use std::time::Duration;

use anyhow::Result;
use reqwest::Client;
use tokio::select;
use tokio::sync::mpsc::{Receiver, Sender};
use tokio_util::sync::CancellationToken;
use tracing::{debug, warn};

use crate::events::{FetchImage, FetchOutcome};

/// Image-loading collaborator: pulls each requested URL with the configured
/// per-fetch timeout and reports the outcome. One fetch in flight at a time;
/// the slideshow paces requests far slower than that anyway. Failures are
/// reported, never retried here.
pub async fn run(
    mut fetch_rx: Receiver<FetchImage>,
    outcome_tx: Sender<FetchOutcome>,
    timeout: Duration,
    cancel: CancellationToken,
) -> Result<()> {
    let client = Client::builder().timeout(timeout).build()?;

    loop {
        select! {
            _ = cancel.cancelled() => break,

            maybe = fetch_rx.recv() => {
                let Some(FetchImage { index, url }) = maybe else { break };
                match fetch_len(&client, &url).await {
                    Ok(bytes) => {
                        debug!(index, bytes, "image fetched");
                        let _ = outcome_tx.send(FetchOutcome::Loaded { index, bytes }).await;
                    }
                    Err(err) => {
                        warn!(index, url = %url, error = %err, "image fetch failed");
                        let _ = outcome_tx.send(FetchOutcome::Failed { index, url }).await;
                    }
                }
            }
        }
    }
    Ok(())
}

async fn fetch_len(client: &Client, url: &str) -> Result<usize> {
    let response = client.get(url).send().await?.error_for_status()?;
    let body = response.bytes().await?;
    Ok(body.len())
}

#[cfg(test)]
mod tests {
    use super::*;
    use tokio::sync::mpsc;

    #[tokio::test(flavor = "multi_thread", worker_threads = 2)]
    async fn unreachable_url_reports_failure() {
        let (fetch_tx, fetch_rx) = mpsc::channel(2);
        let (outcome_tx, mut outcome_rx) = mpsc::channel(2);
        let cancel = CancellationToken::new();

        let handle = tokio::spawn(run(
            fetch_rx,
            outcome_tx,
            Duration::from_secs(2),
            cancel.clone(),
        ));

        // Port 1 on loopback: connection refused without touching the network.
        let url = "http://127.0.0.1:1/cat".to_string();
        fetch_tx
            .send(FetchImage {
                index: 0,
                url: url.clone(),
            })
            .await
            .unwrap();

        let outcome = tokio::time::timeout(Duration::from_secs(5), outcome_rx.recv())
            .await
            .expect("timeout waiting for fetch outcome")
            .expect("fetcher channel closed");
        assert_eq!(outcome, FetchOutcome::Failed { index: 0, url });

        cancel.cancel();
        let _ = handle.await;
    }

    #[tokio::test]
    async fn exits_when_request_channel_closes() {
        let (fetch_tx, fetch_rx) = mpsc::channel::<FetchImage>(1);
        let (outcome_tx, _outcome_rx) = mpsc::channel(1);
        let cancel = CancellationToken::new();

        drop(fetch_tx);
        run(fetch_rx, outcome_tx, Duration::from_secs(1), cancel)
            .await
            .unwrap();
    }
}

========

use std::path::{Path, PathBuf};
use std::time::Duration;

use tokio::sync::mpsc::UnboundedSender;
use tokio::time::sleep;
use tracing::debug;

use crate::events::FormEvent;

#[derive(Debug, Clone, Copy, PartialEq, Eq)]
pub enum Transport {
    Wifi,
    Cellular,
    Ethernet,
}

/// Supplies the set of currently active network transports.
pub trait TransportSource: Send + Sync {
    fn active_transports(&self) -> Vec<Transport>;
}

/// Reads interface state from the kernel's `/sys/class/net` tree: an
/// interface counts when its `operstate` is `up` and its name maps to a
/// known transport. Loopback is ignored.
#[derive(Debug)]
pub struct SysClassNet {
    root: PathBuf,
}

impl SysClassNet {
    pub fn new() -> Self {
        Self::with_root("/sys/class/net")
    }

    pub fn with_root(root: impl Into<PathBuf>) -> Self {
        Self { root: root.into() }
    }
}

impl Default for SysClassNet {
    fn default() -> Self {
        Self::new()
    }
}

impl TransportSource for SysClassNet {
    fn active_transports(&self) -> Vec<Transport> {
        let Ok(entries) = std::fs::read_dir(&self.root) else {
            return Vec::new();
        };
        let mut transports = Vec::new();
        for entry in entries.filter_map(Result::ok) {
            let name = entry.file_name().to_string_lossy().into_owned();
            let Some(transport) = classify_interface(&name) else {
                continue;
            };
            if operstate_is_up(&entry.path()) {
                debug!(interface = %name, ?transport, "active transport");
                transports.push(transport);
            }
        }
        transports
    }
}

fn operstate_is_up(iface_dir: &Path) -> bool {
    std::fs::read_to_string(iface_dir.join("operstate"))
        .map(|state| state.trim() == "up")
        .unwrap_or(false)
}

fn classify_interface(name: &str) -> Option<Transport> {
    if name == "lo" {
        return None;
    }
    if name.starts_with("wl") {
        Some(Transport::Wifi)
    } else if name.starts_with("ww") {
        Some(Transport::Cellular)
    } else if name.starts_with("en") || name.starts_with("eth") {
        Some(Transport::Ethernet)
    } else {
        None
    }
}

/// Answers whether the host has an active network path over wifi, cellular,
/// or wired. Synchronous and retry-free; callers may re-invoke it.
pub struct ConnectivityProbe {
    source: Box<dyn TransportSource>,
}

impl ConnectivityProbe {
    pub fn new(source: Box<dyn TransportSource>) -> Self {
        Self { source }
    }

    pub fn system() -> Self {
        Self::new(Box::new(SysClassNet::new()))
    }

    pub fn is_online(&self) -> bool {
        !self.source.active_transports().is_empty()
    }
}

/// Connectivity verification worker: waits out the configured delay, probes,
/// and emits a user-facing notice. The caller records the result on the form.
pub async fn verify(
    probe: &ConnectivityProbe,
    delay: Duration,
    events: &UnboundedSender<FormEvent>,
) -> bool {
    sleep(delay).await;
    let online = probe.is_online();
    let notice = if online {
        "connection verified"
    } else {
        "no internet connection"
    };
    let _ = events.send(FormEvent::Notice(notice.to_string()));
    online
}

========

[Work instruction]
Show the lines of the records that contain the word "index".

[Response for this exercise]
                let Some(FetchImage { index, url }) = maybe else { break };
                        debug!(index, bytes, "image fetched");
                        let _ = outcome_tx.send(FetchOutcome::Loaded { index, bytes }).await;
                        warn!(index, url = %url, error = %err, "image fetch failed");
                        let _ = outcome_tx.send(FetchOutcome::Failed { index, url }).await;
                index: 0,
        assert_eq!(outcome, FetchOutcome::Failed { index: 0, url });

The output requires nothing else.